音楽+マイク音声を録音/配信するとした場合の操作例は次のとおりです
 まずはステレオミックスを選択します。それだけで音楽+マイク音声が同時に入力されるようになりますがマイクと音楽の音量バランスを調整する必要があります。

 マイク入力音量に比べて音楽音量が大きかったので音楽音量を下げることにしました。「PCI 3D Auido Configuration」のミキサー画面で再生側を調整しても録音音量には反映されませんので、音楽を再生しているアプリケーションの音量スライダーを下げて音楽音量を下げました。それでもマイク音量が少し小さかったのでマイク音量を上げることにしました。録音側のマイクのスライダーを上げました。

 次に、ノイズが気になったので、必要の無いライン入力の音をカットしたいと思いましたが、やはり再生側を調整しても意味はありませんので、ライン入力の録音スライダーを最小まで下げました。

 自分のマイク音声がどのように入力されているかを確かめたいと思いました。再生側のマイクミュートを解除すると自分のマイク音声が耳に聞こえました。また、耳に聞こえる音楽音量を小さくしたいが、入力音量は変化させたくないと思ったので、再生のスピーカーを下げました。

完全に入力をカットできないマイクやライン入力

 従来の方法であれば、ステレオミックス選択状態で再生側のミュートをONにすればその項目からの音声入力を完全にカットすることができました。

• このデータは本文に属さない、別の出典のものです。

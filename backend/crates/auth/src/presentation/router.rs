//! Auth Router

use axum::{
    Router,
    routing::{get, post},
};
use platform::audit_events::AuditEmitter;
use platform::mailer::Mailer;
use platform::service_auth::ServiceAuthConfig;
use std::sync::Arc;

use crate::application::config::AuthConfig;
use crate::domain::repository::AuthStore;
use crate::presentation::handlers::{self, AuthAppState};
use crate::presentation::middleware::AuthMiddlewareState;

/// Create a generic Auth router for any repository implementation
pub fn auth_router_generic<R: AuthStore>(
    repo: R,
    config: AuthConfig,
    mailer: Mailer,
    audit: AuditEmitter,
) -> Router {
    let state = AuthAppState {
        repo: Arc::new(repo),
        config: Arc::new(config),
        mailer,
        audit,
    };

    routes::<R>().with_state(state)
}

/// Routes over an existing state, for sharing one state with the actor middleware
pub fn auth_routes<R: AuthStore>(state: AuthAppState<R>) -> Router {
    routes::<R>().with_state(state)
}

fn routes<R: AuthStore>() -> Router<AuthAppState<R>> {
    Router::new()
        .route("/signup", post(handlers::sign_up::<R>))
        .route("/signin", post(handlers::sign_in::<R>))
        .route("/signout", post(handlers::sign_out::<R>))
        .route("/signout/all", post(handlers::sign_out_all::<R>))
        .route("/status", get(handlers::session_status::<R>))
        .route("/totp/setup", post(handlers::totp_setup::<R>))
        .route("/totp/verify", post(handlers::totp_verify::<R>))
        .route("/totp/disable", post(handlers::totp_disable::<R>))
        .route("/mfa/bootstrap", post(handlers::mfa_bootstrap_request::<R>))
        .route("/mfa/bootstrap/issue", post(handlers::mfa_bootstrap_issue::<R>))
        .route("/mfa/bootstrap/redeem", post(handlers::mfa_bootstrap_redeem::<R>))
        .route("/delete-account/request", post(handlers::delete_account_request::<R>))
        .route("/delete-account/verify", post(handlers::delete_account_verify::<R>))
        .route("/delete-account/confirm", post(handlers::delete_account_confirm::<R>))
        .route("/delete-account/cancel", post(handlers::delete_account_cancel::<R>))
        .route("/password/forgot", post(handlers::forgot_password::<R>))
        .route("/password/reset", post(handlers::reset_password::<R>))
        .route("/email/change", post(handlers::email_change::<R>))
        .route("/email/confirm", post(handlers::email_confirm::<R>))
        .route("/email/verify", post(handlers::email_verify::<R>))
}

/// State for `attach_actor_headers` sharing the auth handlers' repository
pub fn actor_middleware_state<R: AuthStore>(
    state: &AuthAppState<R>,
    service_auth: ServiceAuthConfig,
) -> AuthMiddlewareState<R> {
    AuthMiddlewareState {
        auth: state.clone(),
        service_auth,
    }
}
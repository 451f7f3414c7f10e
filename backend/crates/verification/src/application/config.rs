//! Application Configuration

use std::time::Duration;

#[derive(Debug, Clone)]
pub struct VerificationConfig {
    /// How long after upload the user may withdraw it
    pub revert_window: Duration,
    /// Pending uploads older than this expire
    pub pending_expiry: Duration,
    pub max_page_size: i64,
}

impl Default for VerificationConfig {
    fn default() -> Self {
        Self {
            revert_window: Duration::from_secs(24 * 3600),
            pending_expiry: Duration::from_secs(30 * 24 * 3600),
            max_page_size: 200,
        }
    }
}

impl VerificationConfig {
    pub fn development() -> Self {
        Self::default()
    }

    pub fn revert_window(&self) -> chrono::Duration {
        chrono::Duration::from_std(self.revert_window).unwrap_or(chrono::Duration::hours(24))
    }

    pub fn pending_expiry(&self) -> chrono::Duration {
        chrono::Duration::from_std(self.pending_expiry).unwrap_or(chrono::Duration::days(30))
    }
}
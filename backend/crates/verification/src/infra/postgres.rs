//! PostgreSQL Repository Implementation

use chrono::{DateTime, Utc};
use kernel::id::IdVerificationId;
use sqlx::PgPool;
use uuid::Uuid;

use crate::domain::entity::id_verification::{
    DocumentImages, DocumentType, IdVerification, VerificationStatus,
};
use crate::domain::repository::VerificationRepository;
use crate::error::{VerificationError, VerificationResult};

const VERIFICATION_COLUMNS: &str = r#"
    verification_id,
    user_id,
    document_type,
    front_image_url,
    back_image_url,
    selfie_image_url,
    status,
    uploaded_at,
    can_revert_until,
    reviewer_id,
    reviewed_at,
    rejection_reason,
    updated_at
"#;

#[derive(Clone)]
pub struct PgVerificationRepository {
    pool: PgPool,
}

impl PgVerificationRepository {
    pub fn new(pool: PgPool) -> Self {
        Self { pool }
    }
}

impl VerificationRepository for PgVerificationRepository {
    async fn insert_verification(&self, v: &IdVerification) -> VerificationResult<()> {
        let result = sqlx::query(
            r#"
            INSERT INTO id_verifications (
                verification_id,
                user_id,
                document_type,
                front_image_url,
                back_image_url,
                selfie_image_url,
                status,
                uploaded_at,
                can_revert_until,
                reviewer_id,
                reviewed_at,
                rejection_reason,
                updated_at
            ) VALUES ($1, $2, $3, $4, $5, $6, $7, $8, $9, $10, $11, $12, $13)
            "#,
        )
        .bind(v.id.as_uuid())
        .bind(&v.user_id)
        .bind(v.document_type.code())
        .bind(&v.images.front)
        .bind(&v.images.back)
        .bind(&v.images.selfie)
        .bind(v.status.code())
        .bind(v.uploaded_at)
        .bind(v.can_revert_until)
        .bind(&v.reviewer_id)
        .bind(v.reviewed_at)
        .bind(&v.rejection_reason)
        .bind(v.updated_at)
        .execute(&self.pool)
        .await;

        match result {
            Ok(_) => Ok(()),
            // Partial unique index on active records per user
            Err(sqlx::Error::Database(e)) if e.is_unique_violation() => {
                Err(VerificationError::AlreadySubmitted)
            }
            Err(e) => Err(e.into()),
        }
    }

    async fn find_verification(
        &self,
        id: &IdVerificationId,
    ) -> VerificationResult<Option<IdVerification>> {
        let sql = format!(
            "SELECT {VERIFICATION_COLUMNS} FROM id_verifications WHERE verification_id = $1"
        );
        let row = sqlx::query_as::<_, VerificationRow>(&sql)
            .bind(id.as_uuid())
            .fetch_optional(&self.pool)
            .await?;

        row.map(VerificationRow::into_verification).transpose()
    }

    async fn latest_for_user(&self, user_id: &str) -> VerificationResult<Option<IdVerification>> {
        let sql = format!(
            r#"
            SELECT {VERIFICATION_COLUMNS} FROM id_verifications
            WHERE user_id = $1
            ORDER BY uploaded_at DESC
            LIMIT 1
            "#
        );
        let row = sqlx::query_as::<_, VerificationRow>(&sql)
            .bind(user_id)
            .fetch_optional(&self.pool)
            .await?;

        row.map(VerificationRow::into_verification).transpose()
    }

    async fn list_verifications(
        &self,
        status: Option<VerificationStatus>,
        limit: i64,
    ) -> VerificationResult<Vec<IdVerification>> {
        let sql = format!(
            r#"
            SELECT {VERIFICATION_COLUMNS} FROM id_verifications
            WHERE ($1::text IS NULL OR status = $1)
            ORDER BY uploaded_at DESC
            LIMIT $2
            "#
        );
        let rows = sqlx::query_as::<_, VerificationRow>(&sql)
            .bind(status.map(|s| s.code()))
            .bind(limit)
            .fetch_all(&self.pool)
            .await?;

        rows.into_iter().map(VerificationRow::into_verification).collect()
    }

    async fn update_verification(&self, v: &IdVerification) -> VerificationResult<bool> {
        let result = sqlx::query(
            r#"
            UPDATE id_verifications SET
                status = $2,
                reviewer_id = $3,
                reviewed_at = $4,
                rejection_reason = $5,
                updated_at = $6
            WHERE verification_id = $1
              AND status = 'pending'
            "#,
        )
        .bind(v.id.as_uuid())
        .bind(v.status.code())
        .bind(&v.reviewer_id)
        .bind(v.reviewed_at)
        .bind(&v.rejection_reason)
        .bind(v.updated_at)
        .execute(&self.pool)
        .await?;

        Ok(result.rows_affected() == 1)
    }

    async fn delete_revertible(
        &self,
        id: &IdVerificationId,
        now: DateTime<Utc>,
    ) -> VerificationResult<bool> {
        let result = sqlx::query(
            r#"
            DELETE FROM id_verifications
            WHERE verification_id = $1
              AND status = 'pending'
              AND can_revert_until >= $2
            "#,
        )
        .bind(id.as_uuid())
        .bind(now)
        .execute(&self.pool)
        .await?;

        Ok(result.rows_affected() == 1)
    }

    async fn expire_pending_before(&self, cutoff: DateTime<Utc>) -> VerificationResult<u64> {
        let result = sqlx::query(
            r#"
            UPDATE id_verifications
            SET status = 'expired', updated_at = NOW()
            WHERE status = 'pending' AND uploaded_at <= $1
            "#,
        )
        .bind(cutoff)
        .execute(&self.pool)
        .await?;

        Ok(result.rows_affected())
    }
}

#[derive(sqlx::FromRow)]
struct VerificationRow {
    verification_id: Uuid,
    user_id: String,
    document_type: String,
    front_image_url: String,
    back_image_url: Option<String>,
    selfie_image_url: Option<String>,
    status: String,
    uploaded_at: DateTime<Utc>,
    can_revert_until: DateTime<Utc>,
    reviewer_id: Option<String>,
    reviewed_at: Option<DateTime<Utc>>,
    rejection_reason: Option<String>,
    updated_at: DateTime<Utc>,
}

impl VerificationRow {
    fn into_verification(self) -> VerificationResult<IdVerification> {
        let document_type = DocumentType::from_code(&self.document_type).ok_or_else(|| {
            VerificationError::Internal(format!("Unknown document type: {}", self.document_type))
        })?;
        let status = VerificationStatus::from_code(&self.status).ok_or_else(|| {
            VerificationError::Internal(format!("Unknown verification status: {}", self.status))
        })?;

        Ok(IdVerification {
            id: IdVerificationId::from_uuid(self.verification_id),
            user_id: self.user_id,
            document_type,
            images: DocumentImages {
                front: self.front_image_url,
                back: self.back_image_url,
                selfie: self.selfie_image_url,
            },
            status,
            uploaded_at: self.uploaded_at,
            can_revert_until: self.can_revert_until,
            reviewer_id: self.reviewer_id,
            reviewed_at: self.reviewed_at,
            rejection_reason: self.rejection_reason,
            updated_at: self.updated_at,
        })
    }
}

 しかし、新しい仕様ではステレオミックスを選択しただけで「内部再生音+マイク+ライン入力+SPDIFを除くその他」が全て録音される状態になり、入力音量は録音側のスライダーで調整しますから、カットしたい項目のスライダーは最小にまで下げておく必要があります。

 不要な項目からの音声はノイズ防止のためにもできるだけ音声をカットしておくべきですが、しかし、最小に下げてもごくわずかに音声が入力されてしまう問題があります。特にマイクブーストをONにしたマイク入力音声は完全にカットできないのです。

Windows画面の調整も同じ
 Windowsから開く再生・録音デバイスで操作する場合も基本は変わりません。

 「PCI 3D Auido Configuration」のミキサー画面と連動して動くものであり、スピーカーの[レベルタブ]にある項目を調整しても録音音量に一切影響を与えません。

 耳に聞こえるパソコン内部再生音やマイク入力音量の調整としては機能しますが、ただそれだけです。

 メリットとしては、大半のオーディオデバイスのようにステレオミックスによる内部再生音+マイク音声同時入力の際に自分のマイク音声を耳で聞かなくても済むという事になります。

個別の入力音量を調整する場合
 Windowsから開く画面でマイクやライン入力の音量を操作する場合にも、それぞれのプロパティ画面から[レベルタブ]を開き、そこにあるスライダーを調整する必要があります。

 またスライダーの横にあるのは録音ミュートボタンで、通常はミュートONにすると録音音量は0になるのですがこの録音ミュートボタンが機能しません。ミュートONにしてもスライダーに準じた音声が入力されてしまいます。

 マイク音声をカットする場合には[カスタム]からマイクブーストをOFFにして、されに[レベル]でスライダーを最小にするか、ON/OFFスイッチ付のマイクを使用する必要がある点に注意してください。

問題発生の可能性と新ドライバーの評価
使用環境によっては要注意
 マイク入力音声のカットは、例えばネット生配信などでありがちな「家族から急に呼ばれた」「親の声が配信に乗りそうになった」「電話がかかってきた」といった予期せぬ事態への対処に重要な機能ですが「PCI 3D Auido Configuration」は動作が鈍く、録音デバイス画面から調整する場合も[プロパティ]→[レベルタブ]まで開く必要があるため機敏に対応できない危険性があります。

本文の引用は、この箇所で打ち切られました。